The International Conference for High Performance Computing, Networking, Storage, and Analysis

Birds of a Feather Archive

SYCL Is 10! New Features for Heterogeneous Programming in Khronos SYCL


Authors: Tom Deakin (University of Bristol), Nevin Liber (Argonne National Laboratory (ANL)), Biagio Cosenza (University of Salerno), Aurora Perego (CERN)

Abstract: For the past decade, the open-standard SYCL programming model has provided a portable way to program heterogeneous systems across application domains such as fusion energy, molecular dynamics, aerospace, and AI, running on some of the largest GPU-accelerated machines, such as Aurora.

In this BoF, we will bring together the community of everyone using and developing SYCL applications and implementations. We will showcase new features due for release at SC25, and discuss feedback and priorities for SYCL Next. A panel of SYCL experts, runtime/compiler implementers, and application specialists will lead an audience discussion and Q&A.


Long Description: Since its release ten years ago, SYCL has emerged a standard programming model enabling modern workloads to be dispatched to heterogeneous and accelerated devices. SYCL is a Khronos Standard maintained by multiple members, with representatives from industry, academia, and hardware vendors, with the mission of leading the delivery of modern code for heterogeneous compute, moving ahead of slower language standards. The abstractions in SYCL 2020 provide a spectrum of control crucial for achieving high performance on the latest Exascale systems.

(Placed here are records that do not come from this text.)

use super::{Output, json_line};
use crate::config::{Resolved, ResolvedConfig};
use serde::Serialize;
use std::fmt::Display;

/// Result of `qat config show`.
#[derive(Serialize)]
#[serde(transparent)]
pub struct ConfigShow {
    pub config: ResolvedConfig,
}

fn line<T: Display>(key: &str, resolved: &Resolved<T>) -> String {
    format!("{:<14} {} ({})", key, resolved.value, resolved.source)
}

impl Output for ConfigShow {
    fn to_json(&self) -> String {
        json_line(self)
    }

    fn to_human(&self) -> String {
        let c = &self.config;
        let mut lines = vec![match &c.config_path {
            Some(path) => format!("Config file: {}", path.display()),
            None => "Config file: (none)".to_string(),
        }];
        lines.push(line("host", &c.host));
        lines.push(line("port", &c.port));
        lines.push(format!(
            "{:<14} {} ({})",
            "catalog",
            c.catalog.value.display(),
            c.catalog.source
        ));
        lines.push(line("catalog-cache", &c.catalog_cache));
        lines.push(line("server-url", &c.server_url));
        lines.push(line("log-level", &c.log_level));
        lines.push(line("log-format", &c.log_format));
        lines.push(match &c.log_file {
            Some(file) => format!(
                "{:<14} {} ({})",
                "log-file",
                file.value.display(),
                file.source
            ),
            None => format!("{:<14} (none)", "log-file"),
        });
        lines.join("\n")
    }
}

pub fn config_show(config: &ResolvedConfig) -> ConfigShow {
    ConfigShow {
        config: config.clone(),
    }
}
//! Command implementations for the qat CLI.
//!
//! Each command returns a result type implementing [`Output`], so `main` can
//! print it as JSON (default) or as human-readable text (`-H`).
//! - `catalog` - offline catalog listing, merge and validation
//! - `session` - drive sessions on a running server
//! - `report` - build and export traceability reports
//! - `config` - show resolved configuration

mod catalog;
mod config;
mod report;
mod session;

pub use catalog::{
    CatalogCheck, FeatureCount, FeatureList, MergeResult, catalog_check, catalog_features,
    catalog_merge,
};
pub use config::{ConfigShow, config_show};
pub use report::{ReportOptions, ReportOutput, ReportSource, report};
pub use session::{
    ItemMarked, SessionCreated, SessionShow, session_create, session_features, session_mark,
    session_show,
};

use serde::Serialize;

/// Command results that can be serialized to JSON or formatted for humans.
pub trait Output {
    /// Serialize to JSON string.
    fn to_json(&self) -> String;

    /// Format for human-readable output.
    fn to_human(&self) -> String;
}

/// Compact JSON for a serializable result.
fn json_line<T: Serialize>(value: &T) -> String {
    serde_json::to_string(value).unwrap_or_else(|e| format!(r#"{{"error": "{}"}}"#, e))
}

/// Left-aligned columns, widths taken from the widest cell.
fn table(headers: &[&str], rows: &[Vec<String>]) -> String {
    let mut widths: Vec<usize> = headers.iter().map(|h| h.chars().count()).collect();
    for row in rows {
        for (i, cell) in row.iter().enumerate() {
            if let Some(w) = widths.get_mut(i) {
                *w = (*w).max(cell.chars().count());
            }
        }
    }

    let line = |cells: Vec<&str>| -> String {
        cells
            .iter()
            .enumerate()
            .map(|(i, cell)| {
                let width = widths.get(i).copied().unwrap_or(0);
                format!("{:<width$}", cell, width = width)
            })
            .collect::<Vec<_>>()
            .join("  ")
            .trim_end()
            .to_string()
    };

    let mut lines = vec![line(headers.to_vec())];
    for row in rows {
        lines.push(line(row.iter().map(String::as_str).collect()));
    }
    lines.join("\n")
}

#[cfg(test)]
mod tests {
    use super::*;

    #[test]
    fn test_table_alignment() {
        let out = table(
            &["ID", "Text"],
            &[
                vec!["C1".to_string(), "Add item".to_string()],
                vec!["LONG-ID".to_string(), "x".to_string()],
            ],
        );
        let lines: Vec<&str> = out.lines().collect();
        assert_eq!(lines[0], "ID       Text");
        assert_eq!(lines[1], "C1       Add item");
        assert_eq!(lines[2], "LONG-ID  x");
    }
}
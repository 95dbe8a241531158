//! CLI argument definitions for qatrace.

use crate::config::LogFormat;
use crate::models::ItemStatus;
use crate::report::ExportFormat;
use crate::report::SortKey;
use clap::{Parser, Subcommand};
use std::path::PathBuf;

/// qatrace - QA checklist sessions and traceability reports.
///
/// Start a server with `qat serve`, then drive sessions with `qat session`.
#[derive(Parser, Debug)]
#[command(name = "qat")]
#[command(author, version = concat!(
    env!("CARGO_PKG_VERSION"),
    " (",
    env!("QAT_GIT_COMMIT"),
    ", built ",
    env!("QAT_BUILD_TIMESTAMP"),
    ")"
))]
#[command(about = "Merge QA checklists, track test sessions and export traceability reports")]
pub struct Cli {
    /// Output in human-readable format instead of JSON
    #[arg(short = 'H', long = "human", global = true)]
    pub human_readable: bool,

    /// Config file to read instead of ~/.config/qatrace/config.kdl
    #[arg(long, global = true, env = "QAT_CONFIG")]
    pub config: Option<PathBuf>,

    /// Log filter (e.g. info, debug, qatrace=trace). RUST_LOG wins when set.
    #[arg(long, global = true, env = "QAT_LOG_LEVEL")]
    pub log_level: Option<String>,

    /// Log line format on stderr
    #[arg(long, global = true, env = "QAT_LOG_FORMAT")]
    pub log_format: Option<LogFormat>,

    /// Also append JSON log lines to this file
    #[arg(long, global = true, env = "QAT_LOG_FILE")]
    pub log_file: Option<PathBuf>,

    #[command(subcommand)]
    pub command: Commands,
}

/// Top-level commands
#[derive(Subcommand, Debug)]
pub enum Commands {
    /// Run the checklist and session HTTP server
    Serve {
        /// Address to bind
        #[arg(long, env = "QAT_HOST")]
        host: Option<String>,

        /// Port to listen on
        #[arg(short, long, env = "QAT_PORT")]
        port: Option<u16>,

        /// Catalog JSON file
        #[arg(long, env = "QAT_CATALOG")]
        catalog: Option<PathBuf>,

        /// Re-parse the catalog only when its modification time changes
        /// (`--catalog-cache=false` turns off a cache enabled in config.kdl)
        #[arg(
            long,
            num_args = 0..=1,
            require_equals = true,
            default_missing_value = "true"
        )]
        catalog_cache: Option<bool>,
    },

    /// Offline catalog operations (no server needed)
    Catalog {
        /// Catalog JSON file
        #[arg(long, global = true, env = "QAT_CATALOG")]
        catalog: Option<PathBuf>,

        #[command(subcommand)]
        command: CatalogCommands,
    },

    /// Drive test sessions on a running server
    Session {
        /// Server base URL
        #[arg(long, global = true, env = "QAT_SERVER_URL")]
        server: Option<String>,

        #[command(subcommand)]
        command: SessionCommands,
    },

    /// Build a traceability report for a session
    ///
    /// Reads the session from a running server (--session) or from a JSON
    /// file holding either an item array or a session response (--input).
    /// Without -H, csv and text reports on stdout are wrapped as
    /// {"format", "rows", "content"}; pdf and xlsx need --output or --save.
    Report {
        /// Session id to fetch from the server
        #[arg(long, conflicts_with = "input", required_unless_present = "input")]
        session: Option<String>,

        /// Read items from a JSON file instead of the server
        #[arg(long)]
        input: Option<PathBuf>,

        /// Server base URL
        #[arg(long, env = "QAT_SERVER_URL")]
        server: Option<String>,

        /// Only list items with this status
        #[arg(long)]
        status: Option<ItemStatus>,

        /// Only list items of this feature
        #[arg(long)]
        feature: Option<String>,

        /// Case-insensitive search over id, description and bug id
        #[arg(long)]
        search: Option<String>,

        /// Sort rows by id, feature, text, bug or status
        #[arg(long)]
        sort: Option<SortKey>,

        /// Sort descending
        #[arg(long, requires = "sort")]
        desc: bool,

        /// Output format: text, csv, json, pdf or xlsx (default: json, or text with -H)
        #[arg(short, long)]
        format: Option<ExportFormat>,

        /// Write the report to this file
        #[arg(short, long, conflicts_with = "save")]
        output: Option<PathBuf>,

        /// Write the report to QA_Report_<session>.<ext> in the current directory
        #[arg(long)]
        save: bool,
    },

    /// Configuration commands
    Config {
        #[command(subcommand)]
        command: ConfigCommands,
    },
}

/// Catalog subcommands
#[derive(Subcommand, Debug)]
pub enum CatalogCommands {
    /// List the features in the catalog
    Features,

    /// Merge the checklists of one or more features
    Merge {
        /// Feature names, in the order their items should appear
        #[arg(required = true)]
        features: Vec<String>,
    },

    /// Parse and validate the catalog file
    Check,
}

/// Session subcommands
#[derive(Subcommand, Debug)]
pub enum SessionCommands {
    /// List the features the server offers
    Features,

    /// Merge features and confirm them as a new session
    Create {
        /// Feature to include (repeatable)
        #[arg(short, long = "feature", required = true)]
        features: Vec<String>,

        /// Checklist item id to leave out (repeatable)
        #[arg(short = 'x', long = "exclude")]
        exclude: Vec<String>,
    },

    /// Show a session's items and summary
    Show {
        /// Session id
        id: String,
    },

    /// Set one item's status
    Mark {
        /// Session id
        id: String,

        /// Checklist item id
        item: String,

        /// New status: pass, failed or pending
        status: ItemStatus,

        /// Bug reference (recorded as N/A when marking failed without one)
        #[arg(short, long)]
        bug: Option<String>,
    },
}

/// Config subcommands
#[derive(Subcommand, Debug)]
pub enum ConfigCommands {
    /// Show the resolved configuration and where each value came from
    Show,
}
//! Checklist catalog reading and merging.
//!
//! The catalog is a read-only JSON document mapping feature names to ordered
//! lists of checklist templates:
//!
//! ```json
//! {
//!   "Cart": [{ "id": "C1", "text": "Add item" }],
//!   "Login": [{ "id": "L1", "text": "Valid credentials" }]
//! }
//! ```
//!
//! The document is validated when loaded, so malformed data never reaches a
//! session. `CatalogReader` re-reads the file on every request unless the
//! modification-time cache is enabled.

use crate::models::{ChecklistTemplate, DraftItem};
use crate::{Error, Result};
use parking_lot::Mutex;
use std::collections::{BTreeMap, HashSet};
use std::fs;
use std::path::{Path, PathBuf};
use std::sync::Arc;
use std::time::SystemTime;

/// A validated checklist catalog.
#[derive(Debug, Clone, Default, PartialEq, Eq)]
pub struct Catalog {
    features: BTreeMap<String, Vec<ChecklistTemplate>>,
}

impl Catalog {
    /// Parse and validate a catalog document.
    pub fn from_json_str(content: &str) -> Result<Self> {
        let features: BTreeMap<String, Vec<ChecklistTemplate>> =
            serde_json::from_str(content).map_err(|e| Error::Parse(e.to_string()))?;
        let catalog = Self { features };
        catalog.validate()?;
        Ok(catalog)
    }

    /// Check that every template has a non-blank id and text, and that ids
    /// are unique within their feature.
    ///
    /// The same id under two different features is allowed.
    pub fn validate(&self) -> Result<()> {
        for (feature, templates) in &self.features {
            let mut seen = HashSet::new();
            for (index, template) in templates.iter().enumerate() {
                if template.id.trim().is_empty() {
                    return Err(Error::Parse(format!(
                        "feature '{}': item {} has an empty id",
                        feature, index
                    )));
                }
                if template.text.trim().is_empty() {
                    return Err(Error::Parse(format!(
                        "feature '{}': item '{}' has empty text",
                        feature, template.id
                    )));
                }
                if !seen.insert(template.id.as_str()) {
                    return Err(Error::Parse(format!(
                        "feature '{}': duplicate item id '{}'",
                        feature, template.id
                    )));
                }
            }
        }
        Ok(())
    }

    /// Feature names, sorted.
    pub fn features(&self) -> Vec<String> {
        self.features.keys().cloned().collect()
    }

    /// Templates registered under a feature, if it exists.
    pub fn templates(&self, feature: &str) -> Option<&[ChecklistTemplate]> {
        self.features.get(feature).map(Vec::as_slice)
    }

    /// Total number of templates across all features.
    pub fn template_count(&self) -> usize {
        self.features.values().map(Vec::len).sum()
    }

    /// Concatenate the templates of each requested feature, in request order,
    /// tagging every item with the feature it came from.
    ///
    /// Unknown features are skipped. A feature named twice is merged twice.
    pub fn merge<S: AsRef<str>>(&self, features: &[S]) -> Vec<DraftItem> {
        features
            .iter()
            .filter_map(|feature| {
                let feature = feature.as_ref();
                self.templates(feature).map(|templates| (feature, templates))
            })
            .flat_map(|(feature, templates)| {
                templates
                    .iter()
                    .map(move |template| DraftItem::from_template(template, feature))
            })
            .collect()
    }
}

#[derive(Debug)]
struct CachedCatalog {
    modified: SystemTime,
    catalog: Arc<Catalog>,
}

/// Reads the catalog file and merges checklists on request.
#[derive(Debug)]
pub struct CatalogReader {
    path: PathBuf,
    cache_enabled: bool,
    cache: Mutex<Option<CachedCatalog>>,
}

impl CatalogReader {
    /// Create a reader that re-parses the file on every call.
    pub fn new(path: impl Into<PathBuf>) -> Self {
        Self {
            path: path.into(),
            cache_enabled: false,
            cache: Mutex::new(None),
        }
    }

    /// Enable or disable caching keyed on the file's modification time.
    pub fn with_cache(mut self, enabled: bool) -> Self {
        self.cache_enabled = enabled;
        self
    }

    pub fn path(&self) -> &Path {
        &self.path
    }

    /// Load (or reuse) the parsed catalog.
    pub fn load(&self) -> Result<Arc<Catalog>> {
        if !self.cache_enabled {
            return self.read_catalog().map(Arc::new);
        }

        let modified = fs::metadata(&self.path)
            .and_then(|meta| meta.modified())
            .map_err(|e| self.io_error(e))?;

        let mut cache = self.cache.lock();
        if let Some(cached) = cache.as_ref() {
            if cached.modified == modified {
                tracing::debug!(path = %self.path.display(), "catalog cache hit");
                return Ok(Arc::clone(&cached.catalog));
            }
        }

        let catalog = Arc::new(self.read_catalog()?);
        *cache = Some(CachedCatalog {
            modified,
            catalog: Arc::clone(&catalog),
        });
        Ok(catalog)
    }

    /// Merge the checklists of the selected features.
    ///
    /// An empty selection fails validation before the catalog is touched.
    pub fn merge<S: AsRef<str>>(&self, features: &[S]) -> Result<Vec<DraftItem>> {
        if features.is_empty() {
            return Err(Error::Validation(
                "Please select at least one feature.".to_string(),
            ));
        }
        let catalog = self.load()?;
        Ok(catalog.merge(features))
    }

    /// Feature names available in the catalog.
    pub fn features(&self) -> Result<Vec<String>> {
        Ok(self.load()?.features())
    }

    fn read_catalog(&self) -> Result<Catalog> {
        let content = fs::read_to_string(&self.path).map_err(|e| self.io_error(e))?;
        Catalog::from_json_str(&content)
            .map_err(|e| match e {
                Error::Parse(msg) => Error::Parse(format!("{}: {}", self.path.display(), msg)),
                other => other,
            })
    }

    fn io_error(&self, e: std::io::Error) -> Error {
        Error::Io(std::io::Error::new(
            e.kind(),
            format!("{}: {}", self.path.display(), e),
        ))
    }
}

SYCL provides a way to program heterogeneous systems in a portable, productive and performant way, while providing additional lower-level explicit controls and interoperability for device and platform specific optimisations. This unique blend of convenience with a route to control stands SYCL aside from other programming models, abstraction layers, and C++ itself.

Since the major SYCL 2020 release, which added abstractions and features for HPC, SYCL has seen increased use in application domains needing large Exascale-class machines. SYCL is performing real science and machine learning/artificial intelligence workloads on large-scale systems, including Aurora, Frontier, LUMI, Perlmutter, Polaris and Dawn. We are seeing it being used across many scientific domains, including molecular dynamics, aerospace, fusion energy, machine learning, automotive, as well as creating innovative abstractions for distributed memory programming. These applications have driven the design of new features, which will be presented for feedback in this BoF.

Building on the success of Birds of a Feather sessions at Supercomputing since 2019, we plan a community-led BOF at SC25. The BOF will set the topic of conversation through a series of short presentations outlining the latest standard extensions added to SYCL over the past year, highlights from the SYCL ecosystem of applications and libraries, and open the discussion with the community to shape the future priorities of SYCL. This will be led by the SYCL Working Group Chair, Tom Deakin, along with other members of the Working Group representing users, application and library writers, and SYCL implementors. This expert panel will lead an audience-led discussion and field questions with attendees on the presentation topics, along with their own topics of interest. This BOF will provide a strong voice from the HPC community to help bring feedback around both the SYCL ecosystem and the standard itself.